TO DO
Whenever the string "KindBinding" appears in a line below, please copy the line out.

[Stored data]
//! Type resolution cache
//!
//! Maps a runtime [`EventKind`] to the handler contract and wrapper type
//! instantiated for it. The derivation is a pure function of the kind, so
//! entries are computed once, shared by every dispatcher using the cache and
//! never invalidated.

use crate::event::{Event, EventKind};
use crate::handler::HandlerContract;
use crate::wrapper::WrapperType;
use dashmap::DashMap;
use once_cell::sync::Lazy;
use std::any::TypeId;
use std::fmt;
use std::sync::Arc;
use tracing::{debug, trace};

static GLOBAL_CACHE: Lazy<Arc<ResolutionCache>> = Lazy::new(|| Arc::new(ResolutionCache::new()));

/// Contract and wrapper instantiation derived for one event kind
#[derive(Debug, Clone, Copy)]
pub struct KindBinding {
    pub kind: EventKind,
    pub contract: HandlerContract,
    pub wrapper: WrapperType,
}

impl KindBinding {
    /// Instantiate the binding for `E`
    pub fn of<E: Event>() -> Self {
        Self {
            kind: EventKind::of::<E>(),
            contract: HandlerContract::of::<E>(),
            wrapper: WrapperType::of::<E>(),
        }
    }
}

/// Derives the binding for a runtime kind
pub trait TypeDeriver: Send + Sync {
    fn derive(&self, kind: &EventKind) -> KindBinding;
}

/// Derives bindings through the binder monomorphised into each [`EventKind`]
#[derive(Debug, Clone, Copy, Default)]
pub struct MonomorphicDeriver;

impl TypeDeriver for MonomorphicDeriver {
    fn derive(&self, kind: &EventKind) -> KindBinding {
        kind.bind()
    }
}

/// Concurrent memoization table from event kind to [`KindBinding`]
///
/// Lookups hit a sharded map, so readers never lock the whole table.
/// Concurrent misses on the same kind may derive twice; the first insert wins
/// and every caller observes that entry.
pub struct ResolutionCache {
    entries: DashMap<TypeId, Arc<KindBinding>>,
    deriver: Arc<dyn TypeDeriver>,
}

impl ResolutionCache {
    /// Create an empty cache using [`MonomorphicDeriver`]
    pub fn new() -> Self {
        Self::with_deriver(Arc::new(MonomorphicDeriver))
    }

    /// Create an empty cache with a custom deriver
    pub fn with_deriver(deriver: Arc<dyn TypeDeriver>) -> Self {
        Self {
            entries: DashMap::new(),
            deriver,
        }
    }

    /// Process-wide cache, created on first use and kept for the process lifetime
    pub fn global() -> Arc<ResolutionCache> {
        GLOBAL_CACHE.clone()
    }

    /// Binding for `kind`, deriving and memoizing it on first sight
    pub fn resolve(&self, kind: &EventKind) -> Arc<KindBinding> {
        if let Some(entry) = self.entries.get(&kind.id()) {
            trace!(event_kind = kind.name(), "Resolution cache hit");
            return entry.value().clone();
        }

        let derived = Arc::new(self.deriver.derive(kind));
        debug!(
            event_kind = kind.name(),
            contract = derived.contract.name(),
            wrapper = derived.wrapper.name(),
            "Derived handler contract for event kind"
        );

        self.entries.entry(kind.id()).or_insert(derived).value().clone()
    }

    /// Handler contract instantiated for `kind`
    pub fn resolve_handler_contract(&self, kind: &EventKind) -> HandlerContract {
        self.resolve(kind).contract
    }

    /// Wrapper type instantiated for `kind`
    pub fn resolve_wrapper_type(&self, kind: &EventKind) -> WrapperType {
        self.resolve(kind).wrapper
    }

    /// Resolve `E` ahead of its first dispatch
    pub fn warm<E: Event>(&self) -> Arc<KindBinding> {
        self.resolve(&EventKind::of::<E>())
    }

    pub fn contains(&self, kind: &EventKind) -> bool {
        self.entries.contains_key(&kind.id())
    }

    pub fn len(&self) -> usize {
        self.entries.len()
    }

    pub fn is_empty(&self) -> bool {
        self.entries.is_empty()
    }
}

impl Default for ResolutionCache {
    fn default() -> Self {
        Self::new()
    }
}

impl fmt::Debug for ResolutionCache {
    fn fmt(&self, f: &mut fmt::Formatter<'_>) -> fmt::Result {
        f.debug_struct("ResolutionCache")
            .field("entries", &self.entries.len())
            .finish()
    }
}

#[cfg(test)]
mod tests {
    use super::*;
    use std::sync::atomic::{AtomicUsize, Ordering};

    #[derive(Debug)]
    struct AccountOpened;

    impl Event for AccountOpened {}

    #[derive(Debug)]
    struct AccountClosed;

    impl Event for AccountClosed {}

    #[derive(Default)]
    struct CountingDeriver {
        calls: AtomicUsize,
    }

    impl TypeDeriver for CountingDeriver {
        fn derive(&self, kind: &EventKind) -> KindBinding {
            self.calls.fetch_add(1, Ordering::SeqCst);
            MonomorphicDeriver.derive(kind)
        }
    }

    #[test]
    fn test_binding_matches_kind() {
        let binding = KindBinding::of::<AccountOpened>();

        assert!(binding.kind.is::<AccountOpened>());
        assert_eq!(binding.contract, HandlerContract::of::<AccountOpened>());
        assert_eq!(binding.wrapper, WrapperType::of::<AccountOpened>());
    }

    #[test]
    fn test_resolve_memoizes_per_kind() {
        let deriver = Arc::new(CountingDeriver::default());
        let cache = ResolutionCache::with_deriver(deriver.clone());
        let opened = EventKind::of::<AccountOpened>();

        assert!(cache.is_empty());
        let first = cache.resolve(&opened);
        let second = cache.resolve(&opened);

        assert!(Arc::ptr_eq(&first, &second));
        assert_eq!(deriver.calls.load(Ordering::SeqCst), 1);

        cache.resolve(&EventKind::of::<AccountClosed>());
        assert_eq!(deriver.calls.load(Ordering::SeqCst), 2);
        assert_eq!(cache.len(), 2);
    }

    #[test]
    fn test_contract_and_wrapper_lookups() {
        let cache = ResolutionCache::new();
        let closed = EventKind::of::<AccountClosed>();

        assert_eq!(
            cache.resolve_handler_contract(&closed),
            HandlerContract::of::<AccountClosed>()
        );
        assert_eq!(
            cache.resolve_wrapper_type(&closed),
            WrapperType::of::<AccountClosed>()
        );
        assert!(cache.contains(&closed));
        assert!(!cache.contains(&EventKind::of::<AccountOpened>()));
    }

    #[test]
    fn test_warm() {
        let cache = ResolutionCache::new();
        let binding = cache.warm::<AccountOpened>();

        assert!(binding.kind.is::<AccountOpened>());
        assert!(cache.contains(&EventKind::of::<AccountOpened>()));
    }

    #[test]
    fn test_concurrent_first_use_converges() {
        let cache = Arc::new(ResolutionCache::new());
        let kind = EventKind::of::<AccountOpened>();

        let handles: Vec<_> = (0..8)
            .map(|_| {
                let cache = cache.clone();
                std::thread::spawn(move || cache.resolve(&kind))
            })
            .collect();

        let bindings: Vec<_> = handles.into_iter().map(|h| h.join().unwrap()).collect();

        assert_eq!(cache.len(), 1);
        let stored = cache.resolve(&kind);
        for binding in bindings {
            assert_eq!(binding.contract, stored.contract);
        }
    }

    #[test]
    fn test_global_is_shared() {
        let a = ResolutionCache::global();
        let b = ResolutionCache::global();
        assert!(Arc::ptr_eq(&a, &b));
    }
}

TASK RESPONSE
pub struct KindBinding {
impl KindBinding {
    fn derive(&self, kind: &EventKind) -> KindBinding;
    fn derive(&self, kind: &EventKind) -> KindBinding {
/// Concurrent memoization table from event kind to [`KindBinding`]
    entries: DashMap<TypeId, Arc<KindBinding>>,
    pub fn resolve(&self, kind: &EventKind) -> Arc<KindBinding> {
    pub fn warm<E: Event>(&self) -> Arc<KindBinding> {
        fn derive(&self, kind: &EventKind) -> KindBinding {
        let binding = KindBinding::of::<AccountOpened>();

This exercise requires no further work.